= Phyllis Digby Morton =

British fashion journalist

Phyllis Digby Morton as she appeared in Woman's Own, 1956.

Phyllis May Digby-Morton, born Phyllis May Panting, (1901 – 28 April 1984) was a British fashion journalist who was the innovative editor of Woman and Beauty. During the Second World War, she survived an attack by a German U-boat on a ship on which she and her husband were travelling.

==Early life==
Phyllis Panting was the daughter of James Harwood Panting, a writer of school stories for boys, and Bertha Emily Panting. She was born in Brixton, London, in 1901 where she lived at the family home of 47 Beechdale, Brixton Hill with her parents, her sister Ruth and her brothers Ray and Arnold. Panting was educated at St Paul's Girls' School, and her early career was in the BBC drama department where she wrote scripts and acted. She was a member of the London Radio Repertory Players in the 1920s.

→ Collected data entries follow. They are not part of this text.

//! Daily-challenge workflow: publishing today's problem and tracking submissions.
//!
//! Each stream keeps three keys in the shared store:
//!   - `boardwhite:{name}:pinned_messages`: every post ever published, oldest
//!     first; the last one is the active post
//!   - `boardwhite:{name}:pinned_to_stats_day_info`: post id -> day it stands for
//!   - `boardwhite:{name}:stats`: accepted submissions keyed by `day|user`
//!
//! All reads and writes for one operation happen inside a single store transaction.

use std::{collections::BTreeMap, sync::Arc};

use chrono::{DateTime, Utc};
use rand::seq::SliceRandom;
use serde::Serialize;

use crate::catalog::Catalog;
use crate::config::BotConfig;
use crate::domain::{DayInfo, MessageId, Stats, ThreadId};
use crate::error::{BotError, ResultExt};
use crate::store::{get_json_default, Store};
use crate::telegram::Messenger;

mod publish;
mod submission;

pub(crate) struct StreamKeys {
  pub pinned_messages: String,
  pub pinned_to_day_info: String,
  pub stats: String,
}

impl StreamKeys {
  fn for_stream(name: &str) -> Self {
    Self {
      pinned_messages: format!("boardwhite:{name}:pinned_messages"),
      pinned_to_day_info: format!("boardwhite:{name}:pinned_to_stats_day_info"),
      stats: format!("boardwhite:{name}:stats"),
    }
  }
}

/// How the companion sticker of a daily post is chosen.
#[derive(Clone, Debug)]
pub struct StickerPolicy {
  pub pool: Vec<String>,
  pub fixed: Option<String>,
  pub fixed_groups: Vec<String>,
}

impl StickerPolicy {
  /// Fixed sticker for the configured groups, otherwise a uniform pick from the pool.
  pub fn pick(&self, group: &str) -> Result<String, BotError> {
    if let Some(fixed) = &self.fixed {
      if self.fixed_groups.iter().any(|g| g == group) {
        return Ok(fixed.clone());
      }
    }
    self.pool.choose(&mut rand::thread_rng()).cloned().ok_or(BotError::NoStickers)
  }
}

/// One independently tracked daily flow.
pub struct Stream {
  pub name: String,
  pub title: String,
  pub thread_id: ThreadId,
  pub start_date: DateTime<Utc>,
  pub catalog: Arc<Catalog>,
  pub stickers: StickerPolicy,
  pub(crate) keys: StreamKeys,
}

impl Stream {
  pub fn new(
    name: impl Into<String>,
    title: impl Into<String>,
    thread_id: ThreadId,
    start_date: DateTime<Utc>,
    catalog: Arc<Catalog>,
    stickers: StickerPolicy,
  ) -> Self {
    let name = name.into();
    let keys = StreamKeys::for_stream(&name);
    Self { name, title: title.into(), thread_id, start_date, catalog, stickers, keys }
  }
}

/// What the admin endpoint reports about a stream.
#[derive(Debug, Serialize, PartialEq)]
pub struct StreamStatus {
  pub stream: String,
  pub active_message_id: Option<MessageId>,
  pub active_day: Option<DayInfo>,
  pub published_posts: usize,
  pub submissions: usize,
  pub active_day_solvers: usize,
}

pub struct DailyService {
  store: Arc<dyn Store>,
  messenger: Arc<dyn Messenger>,
  streams: Vec<Arc<Stream>>,
}

impl DailyService {
  pub fn new(store: Arc<dyn Store>, messenger: Arc<dyn Messenger>, streams: Vec<Arc<Stream>>) -> Self {
    Self { store, messenger, streams }
  }

  /// Build streams from config, loading each catalog once per distinct source.
  pub fn from_config(cfg: &BotConfig, store: Arc<dyn Store>, messenger: Arc<dyn Messenger>) -> Result<Self, BotError> {
    let mut catalogs: BTreeMap<&str, Arc<Catalog>> = BTreeMap::new();
    let mut streams = Vec::with_capacity(cfg.streams.len());
    for s in &cfg.streams {
      let catalog = if let Some(c) = catalogs.get(s.catalog.as_str()).cloned() {
        c
      } else {
        let c = Arc::new(Catalog::load(&s.catalog).context(format!("load catalog for {}", s.name))?);
        catalogs.insert(s.catalog.as_str(), c.clone());
        c
      };
      let stickers = StickerPolicy {
        pool: cfg.sticker_pool(s).to_vec(),
        fixed: cfg.stickers.dp.clone(),
        fixed_groups: cfg.stickers.dp_groups.clone(),
      };
      streams.push(Arc::new(Stream::new(&s.name, &s.title, s.thread_id, s.start_date, catalog, stickers)));
    }
    Ok(Self::new(store, messenger, streams))
  }

  pub fn streams(&self) -> &[Arc<Stream>] {
    &self.streams
  }

  pub fn stream(&self, name: &str) -> Result<&Arc<Stream>, BotError> {
    self.streams.iter().find(|s| s.name == name).ok_or_else(|| BotError::UnknownStream(name.to_string()))
  }

  /// Read-only snapshot of a stream's bookkeeping.
  pub async fn status(&self, stream: &Stream) -> Result<StreamStatus, BotError> {
    let tx = self.store.begin().await.context("begin")?;
    let pinned: Vec<MessageId> = get_json_default(tx.as_ref(), &stream.keys.pinned_messages, Vec::new()).context("get pinned ids")?;
    let day_infos: BTreeMap<MessageId, DayInfo> =
      get_json_default(tx.as_ref(), &stream.keys.pinned_to_day_info, BTreeMap::new()).context("get msg to day info")?;
    let stats: Stats = get_json_default(tx.as_ref(), &stream.keys.stats, Stats::default()).context("get stats")?;

    let active_message_id = pinned.last().copied();
    let active_day = active_message_id.and_then(|id| day_infos.get(&id).cloned());
    let active_day_solvers = active_day
      .as_ref()
      .map_or(0, |d| stats.solutions.keys().filter(|k| k.day_idx == d.day_idx).count());

    Ok(StreamStatus {
      stream: stream.name.clone(),
      active_message_id,
      active_day,
      published_posts: pinned.len(),
      submissions: stats.solutions.len(),
      active_day_solvers,
    })
  }
}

By the late 1920s Panting was in journalism and editor of the children's paper My Favourite.

==Marriage==
In 1917, a Phyllis M. Panting married a Noel E. Herberte in the Kensington district of London.

In 1936, Phyllis Panting married the fashion designer Henry Digby-Morton. The author H. G. Wells was the best man at their wedding. Their overlapping interests allowed plenty of scope for co-operation and Phyllis helped run Digby's business and compared fashion shows.

==Woman and Beauty==
Digby-Morton's editorship of Woman and Beauty was noted for breaking new ground in the women's magazine market, not always to the comfort of the board of Fleetway Publications, the owners. Previously dominated by subjects such as needlework and cookery, Digby-Morton introduced "virginity, frigidity, fertility and infidelity". She later recalled, "We tackled all the 'ity' subjects and what a fuss they caused with all those gentlemen on the Fleetway board". Her husband, Henry Digby-Morton, thought that Phyllis really rather liked controversy, saying "Her idea of bliss is to sit between Lord Beaverbrook and Lord Rothermere and argue madly about the woman's point of view." Phyllis Digby-Morton was one of the first people to write a modern advice column, for which she used the pen name Anne Seymour.

==World War Two==
On 13 September 1940, the SS City of Benares set sail with 209 (including 5 women) crew, 6 convoy staff, 91 paying passengers (including 43 women and 10 children), and 90 children (46 boys, 44 girls, ages 5–15) being evacuated by the Children's Overseas Reception Board (CORB), accompanied by their ten escorts (3 men and 7 women). The Digby-Morton couple was among the 91 paying passengers. On the first night at sea Phyllis sat at the Captain's table in the massive dining room. She asked the captain, Landles Nicoll, why he hadn't brought his daughters with him on the voyage. He replied "I as soon put their hands in the fire." Digby-Morton thought the whole overseas reception scheme was a bad idea.

The Benares sailed in a convoy of 19 ships, protected by three warships, but in the early hours of 17 September 1940 the escorts left to protect a vital incoming convoy (Convoy HX 71). Tragically, the Benares was spotted by a German U-boat, U-48, and torpedoed at 10:03 PM on 17 September. The paying passengers (including women and children) were ordered to stay in the ship's lounge while all the CORB children boarded the lifeboats. By the time they Digby-Mortons got to the boat deck, only one lifeboat still hung over the side of the ship. Phyllis saw that it was just about to touch the water. She found another group of people coming up from below, Margaret Hodgson and her husband Tom, Alice and Patricia (Pat) Bulmer (aged 14), and Pat's school-friend Dorothy (aged 15). Phyllis consulted with the others, and one by one they leapt into the sea and swam for the lifeboat. The group was pulled in, but no sooner were they aboard than a wave slammed into the boat, overturning it. Another lifeboat, Boat 2, was nearby and it pulled in the Digby-Mortons. Phyllis spotted Margaret Hodgson and she pulled the woman into the boat. A few seconds later she pulled in Pat Bulmer, but they soon realized that the others had died. At about 7:30 PM on 18 September 1940 eight people in Lifeboat 2 (out of 38 who originally boarded), including the Digby-Mortons, Margaret Hodgson, and Pat Bulmer, were rescued by HMS Hurricane. Out of 406 people on board, 258 had died and 148 had survived. 81 children of 100 on board lost their lives.

Back in England, Phyllis advised the Ministry of Labour and the Board of Trade regarding the employment of women in the work force while continuing to edit Woman and Beauty.

==Later career==
Digby Morton was later beauty editor of Woman's Own and consultant editor of that magazine. Away from magazines, Digby Morton worked as a consultant for cosmetics companies and the high street chemists Boots. She was a regular on Woman's Hour.